Data Analytics: Change is Constant
By Tim Chartier, Davidson College, illustrations by Ansley Earle
From your phone to your watch to possibly even your thermostat, data is being produced, and analyzing that data is a big and progressing field. For educators teaching data science and students studying it, there is one big constant: change. The rate that data is produced changes. The tech that collects the data changes. Even what types of data can be collected changes.
With change comes many uncertainties. Even so, there is one certainty for the foreseeable future: data will influence our lives. As such, embracing the velocity at which the data landscape can change is an important part of data science.
Changes in data science come with innovations in tech, which can evolve at staggering rates. Consider photography. It's been estimated that around 1.5 trillion pictures were taken from the advent of the camera in the 1800s to the year 2000; industry research estimates that 1.8 trillion were taken in 2023 alone.
Take a moment and think of this radical change in photography. At one time, even taking a picture was new technology. Now, more pictures were taken last year than in all the years prior to 2000. In tech, we essentially never know when the next big thing will change the tech landscape. In the 1980s, taking one's film to a pharmacy for development seemed normal and what we'd be doing for years. Now? Rather than going on vacation and rationing how to best take two or three rolls of 24 pictures each, we grab our phone and potentially take over a hundred pictures in a day.
According to a 2018 IBM study, that year 90% of internet data had been created since 2016, and the growth has only exploded from there. An estimated 362 billion emails are sent daily. If we assume an average length of 200 words, then the equivalent of approximately 130 million copies of War and Peace are emailed every minute! My copy of War and Peace is about 2.25 inches thick. If you place copies of the book one on top of each other, they'd reach 293 million inches or 4624 miles. Space starts 62 miles above the Earth's surface. The International Space Station is only about 250 miles above the Earth. If we put the books side by side, 130 million copies would reach from New York City to Los Angeles and back again!
Large amounts of data are also created via the “Internet of Things,” which includes such things as smart home devices, wearable devices, and devices used in fields such as healthcare, agriculture, and infrastructure. Data influences our lives as we swim in an ever growing ocean of bytes. Today’s unsolvable problems may yield new insight in the future. How can an unsolvable problem of today offer insight tomorrow?
First, changes in computing are inevitable. They lead to new ways to analyze large amounts of data. Let’s see an example from a historic computer, the Apollo Guidance Computer (AGC), which was on board Apollo 11. The AGC landed humanity on the moon just 55 years ago. Still, a modern phone has more than one million times more memory than the AGC had in RAM, and over 100,000 times the processing power of the AGC.

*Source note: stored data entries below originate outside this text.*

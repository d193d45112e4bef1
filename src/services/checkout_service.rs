use crate::entities::payment_entity as payments;
use crate::error::{AppError, AppResult};
use crate::models::*;
use crate::rules::coupon as coupon_rules;
use crate::services::CouponService;
use crate::utils::normalize_coupon_code;
use chrono::Utc;
use rust_decimal::Decimal;
use sea_orm::{ActiveModelTrait, DatabaseConnection, Set, TransactionTrait};
use uuid::Uuid;

/// Records completed course purchases, redeeming a coupon when one is given
#[derive(Clone)]
pub struct CheckoutService {
    pool: DatabaseConnection,
    coupon_service: CouponService,
}

impl CheckoutService {
    pub fn new(pool: DatabaseConnection, coupon_service: CouponService) -> Self {
        Self {
            pool,
            coupon_service,
        }
    }

    /// Persist a payment. With a coupon, the usage increment, the payment row
    /// and the redemption row commit together or not at all.
    pub async fn checkout(&self, request: CheckoutRequest) -> AppResult<PaymentResponse> {
        if request.amount < Decimal::ZERO {
            return Err(AppError::ValidationError(
                "Amount cannot be negative".to_string(),
            ));
        }
        if !coupon_rules::is_whole_cents(request.amount) {
            return Err(AppError::ValidationError(
                "Amount cannot have more than 2 decimal places".to_string(),
            ));
        }

        let amount = request.amount;
        let code = request
            .coupon_code
            .as_deref()
            .map(normalize_coupon_code)
            .filter(|c| !c.is_empty());

        let txn = self.pool.begin().await?;

        let redeemed = match code.as_deref() {
            Some(code) => Some(
                self.coupon_service
                    .redeem_in_txn(&txn, code, &request, amount)
                    .await?,
            ),
            None => None,
        };
        let discount = redeemed
            .as_ref()
            .map(|c| c.discount)
            .unwrap_or(Decimal::ZERO);

        let payment = payments::ActiveModel {
            reference: Set(Uuid::new_v4().to_string()),
            user_id: Set(request.user_id),
            course_id: Set(request.course_id),
            amount: Set(amount),
            discount_amount: Set(discount),
            paid_amount: Set(coupon_rules::paid_amount(amount, discount)),
            coupon_code: Set(redeemed.as_ref().map(|c| c.coupon.code.clone())),
            created_at: Set(Some(Utc::now())),
            ..Default::default()
        }
        .insert(&txn)
        .await?;

        if let Some(redeemed) = &redeemed {
            self.coupon_service
                .record_redemption(&txn, redeemed.coupon.id, request.user_id, payment.id)
                .await?;
        }

        txn.commit().await?;

        match &redeemed {
            Some(redeemed) => log::info!(
                "Payment {} recorded for user {} with coupon {} (discount {}, uses {})",
                payment.reference,
                payment.user_id,
                redeemed.coupon.code,
                payment.discount_amount,
                redeemed.coupon.uses_count
            ),
            None => log::info!(
                "Payment {} recorded for user {} without coupon",
                payment.reference,
                payment.user_id
            ),
        }

        Ok(payment.into())
    }
}
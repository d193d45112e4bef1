//! Match scoring
//!
//! Result-to-points mapping for tournament games and the checks that keep a
//! match's result consistent with its status.

use serde::{Deserialize, Serialize};
use thiserror::Error;
use utoipa::ToSchema;

use crate::entities::{MatchResult, MatchStatus, tournament_match_entity as matches};

#[derive(Debug, Clone, Copy, PartialEq, Eq, Serialize, Deserialize, ToSchema)]
#[serde(rename_all = "snake_case")]
pub enum Side {
    White,
    Black,
}

#[derive(Debug, Clone, PartialEq, Eq, Error)]
pub enum MatchStateError {
    #[error("a result can only be recorded on a completed match (status is {status})")]
    ResultRequiresCompleted { status: MatchStatus },

    #[error("match has result {result}; clear it before changing status to {requested}")]
    ResultPresent {
        result: MatchResult,
        requested: MatchStatus,
    },
}

/// Points earned by `side` for a result
///
/// Returns `None` while the game has no result (`*` or missing).
pub fn points_for(result: Option<MatchResult>, side: Side) -> Option<f64> {
    match (result?, side) {
        (MatchResult::WhiteWins, Side::White) => Some(1.0),
        (MatchResult::WhiteWins, Side::Black) => Some(0.0),
        (MatchResult::BlackWins, Side::White) => Some(0.0),
        (MatchResult::BlackWins, Side::Black) => Some(1.0),
        (MatchResult::Draw, _) => Some(0.5),
        (MatchResult::Unresolved, _) => None,
    }
}

/// Same as [`points_for`] for a raw result code. Unknown codes score `None`.
pub fn points_for_code(code: &str, side: Side) -> Option<f64> {
    points_for(MatchResult::from_code(code), side)
}

/// Points for both players as `(white, black)`
pub fn match_points(m: &matches::Model) -> (Option<f64>, Option<f64>) {
    (
        points_for(m.result, Side::White),
        points_for(m.result, Side::Black),
    )
}

/// Record a result. Only allowed once the match is completed.
///
/// `*` is not a result: it clears whatever was stored, so the match can
/// still leave `completed` afterwards.
pub fn set_result(m: &mut matches::Model, result: MatchResult) -> Result<(), MatchStateError> {
    if !m.is_completed() {
        return Err(MatchStateError::ResultRequiresCompleted { status: m.status });
    }
    match result {
        MatchResult::Unresolved => clear_result(m),
        decided => m.result = Some(decided),
    }
    Ok(())
}

/// Remove any recorded result; allowed in every status
pub fn clear_result(m: &mut matches::Model) {
    m.result = None;
}

/// Assign a status directly. Leaving `completed` while a result is stored
/// would orphan the result, so that case is refused.
pub fn set_status(m: &mut matches::Model, status: MatchStatus) -> Result<(), MatchStateError> {
    if status != MatchStatus::Completed
        && let Some(result) = m.result
    {
        return Err(MatchStateError::ResultPresent {
            result,
            requested: status,
        });
    }
    m.status = status;
    Ok(())
}

/// Every match is completed or cancelled. Informational only: round status
/// is never changed from here.
pub fn all_matches_resolved(list: &[matches::Model]) -> bool {
    list.iter().all(|m| m.is_resolved())
}

#[cfg(test)]
mod tests {
    use super::*;

    fn game(status: MatchStatus, result: Option<MatchResult>) -> matches::Model {
        matches::Model {
            id: 1,
            round_id: 1,
            board_number: Some(1),
            white_player_id: 10,
            black_player_id: 11,
            result,
            status,
            created_at: None,
            updated_at: None,
        }
    }

    #[test]
    fn test_points_table() {
        assert_eq!(points_for(Some(MatchResult::WhiteWins), Side::White), Some(1.0));
        assert_eq!(points_for(Some(MatchResult::WhiteWins), Side::Black), Some(0.0));
        assert_eq!(points_for(Some(MatchResult::BlackWins), Side::White), Some(0.0));
        assert_eq!(points_for(Some(MatchResult::BlackWins), Side::Black), Some(1.0));
        assert_eq!(points_for(Some(MatchResult::Draw), Side::White), Some(0.5));
        assert_eq!(points_for(Some(MatchResult::Draw), Side::Black), Some(0.5));
        assert_eq!(points_for(Some(MatchResult::Unresolved), Side::White), None);
        assert_eq!(points_for(None, Side::Black), None);
    }

    #[test]
    fn test_decisive_results_sum_to_one() {
        for code in ["1-0", "0-1"] {
            let white = points_for_code(code, Side::White).unwrap();
            let black = points_for_code(code, Side::Black).unwrap();
            assert_eq!(white + black, 1.0);
        }
    }

    #[test]
    fn test_black_win_scores() {
        assert_eq!(points_for_code("0-1", Side::White), Some(0.0));
        assert_eq!(points_for_code("0-1", Side::Black), Some(1.0));
    }

    #[test]
    fn test_unknown_and_pending_codes_score_nothing() {
        assert_eq!(points_for_code("*", Side::White), None);
        assert_eq!(points_for_code("*", Side::Black), None);
        assert_eq!(points_for_code("2-0", Side::White), None);
        assert_eq!(points_for_code("", Side::Black), None);
    }

    #[test]
    fn test_set_result_requires_completed() {
        for status in [
            MatchStatus::Scheduled,
            MatchStatus::InProgress,
            MatchStatus::Cancelled,
        ] {
            let mut m = game(status, None);
            let err = set_result(&mut m, MatchResult::Draw).unwrap_err();
            assert_eq!(err, MatchStateError::ResultRequiresCompleted { status });
            assert_eq!(m.result, None);
        }

        let mut m = game(MatchStatus::Completed, None);
        set_result(&mut m, MatchResult::BlackWins).unwrap();
        assert_eq!(m.result, Some(MatchResult::BlackWins));
        assert_eq!(match_points(&m), (Some(0.0), Some(1.0)));
    }

    #[test]
    fn test_status_change_blocked_while_result_present() {
        let mut m = game(MatchStatus::Completed, Some(MatchResult::WhiteWins));
        let err = set_status(&mut m, MatchStatus::InProgress).unwrap_err();
        assert!(matches!(err, MatchStateError::ResultPresent { .. }));
        assert_eq!(m.status, MatchStatus::Completed);

        clear_result(&mut m);
        set_status(&mut m, MatchStatus::InProgress).unwrap();
        assert!(m.is_in_progress());
    }

    #[test]
    fn test_unresolved_result_clears() {
        let mut m = game(MatchStatus::Completed, Some(MatchResult::Draw));
        set_result(&mut m, MatchResult::Unresolved).unwrap();
        assert_eq!(m.result, None);
        assert_eq!(match_points(&m), (None, None));

        set_status(&mut m, MatchStatus::InProgress).unwrap();
        assert!(m.is_in_progress());

        let mut m = game(MatchStatus::Scheduled, None);
        let err = set_result(&mut m, MatchResult::Unresolved).unwrap_err();
        assert!(matches!(err, MatchStateError::ResultRequiresCompleted { .. }));
    }

    #[test]
    fn test_status_is_direct_assignment() {
        let mut m = game(MatchStatus::Completed, None);
        set_status(&mut m, MatchStatus::Scheduled).unwrap();
        assert!(m.is_scheduled());
        set_status(&mut m, MatchStatus::Cancelled).unwrap();
        assert!(m.is_cancelled());
        set_status(&mut m, MatchStatus::Completed).unwrap();
        assert!(m.is_completed());
    }

    #[test]
    fn test_all_matches_resolved() {
        let list = vec![
            game(MatchStatus::Completed, Some(MatchResult::Draw)),
            game(MatchStatus::Cancelled, None),
        ];
        assert!(all_matches_resolved(&list));

        let list = vec![
            game(MatchStatus::Completed, Some(MatchResult::Draw)),
            game(MatchStatus::InProgress, None),
        ];
        assert!(!all_matches_resolved(&list));
        assert!(all_matches_resolved(&[]));
    }
}
pub mod coupon_redemptions;
pub mod coupons;
pub mod payments;
pub mod tournament_matches;
pub mod tournament_rounds;

pub use coupon_redemptions as coupon_redemption_entity;
pub use coupons as coupon_entity;
pub use payments as payment_entity;
pub use tournament_matches as tournament_match_entity;
pub use tournament_rounds as tournament_round_entity;

pub use coupons::{CouponScope, CouponType};
pub use tournament_matches::{MatchResult, MatchStatus};
pub use tournament_rounds::RoundStatus;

Now, maybe we aren't making a fair comparison. While they bounce around in a backpack, purse or pants pocket, phones are specialized computing devices. So, let’s compare the AGC to a TI-84, released in 2004. This simple calculator is used by many high school students and has been around for almost 20 years. The TI-84 calculator runs 350 times faster than Apollo 11's computer. A problem that takes a month of computational time today will take much less time in the future. This allows for more work on a problem that’s been unsolvable. The ability to compute quicker can lead to more insight and innovation.
With so much data, we must also have adequate storage. At one time, data was stored on square 3.5 disks with the capacity of holding 1.44 MB of data. My personal phone stores 128 GB of data. If you stacked enough of those square disks to store 128 GB, they would stretch over the length of three football fields.\
Finally, mathematical advances will yield new insight from data. Keep in mind that data on its own doesn’t create insight. We need tools to find the insight within the mass of data. Research advances come from academia to business conducted by students, professors, and people in business. For example, Netflix and Amazon ratings influence what people watch and buy. Nate Silver combines multiple political polls into one, more accurate poll. And that’s not even mentioning generative artificial intelligence!
Studying the ever-changing world of data involves acknowledging a world of data that largely doesn’t exist yet. That unknown digital world will be built with data that we don't yet know will be collected. Data will influence our world. An exciting part of today is that we collectively play a role in uncovering what that influence will be.
Tim Chartier is the Joseph R. Morton Professor of Mathematics and Computer Science at Davidson College.